(What to produce): Provide only the number of lines in the data below that contain the word "impl".

(Material shown):
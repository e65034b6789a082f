use std::sync::atomic::{AtomicI64, Ordering};

use chrono::Utc;

/// Wall-clock source for note and save timestamps, in epoch milliseconds.
pub trait Clock: Send + Sync {
    fn now_millis(&self) -> i64;
}

#[derive(Debug, Clone, Copy, Default)]
pub struct SystemClock;

impl Clock for SystemClock {
    fn now_millis(&self) -> i64 {
        Utc::now().timestamp_millis()
    }
}

/// A clock that only moves when told to.
#[derive(Debug, Default)]
pub struct ManualClock {
    millis: AtomicI64,
}

impl ManualClock {
    pub fn new(start: i64) -> Self {
        Self {
            millis: AtomicI64::new(start),
        }
    }

    pub fn set(&self, millis: i64) {
        self.millis.store(millis, Ordering::SeqCst);
    }

    pub fn advance(&self, delta: i64) {
        self.millis.fetch_add(delta, Ordering::SeqCst);
    }
}

impl Clock for ManualClock {
    fn now_millis(&self) -> i64 {
        self.millis.load(Ordering::SeqCst)
    }
}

(Solution to this exercise): 3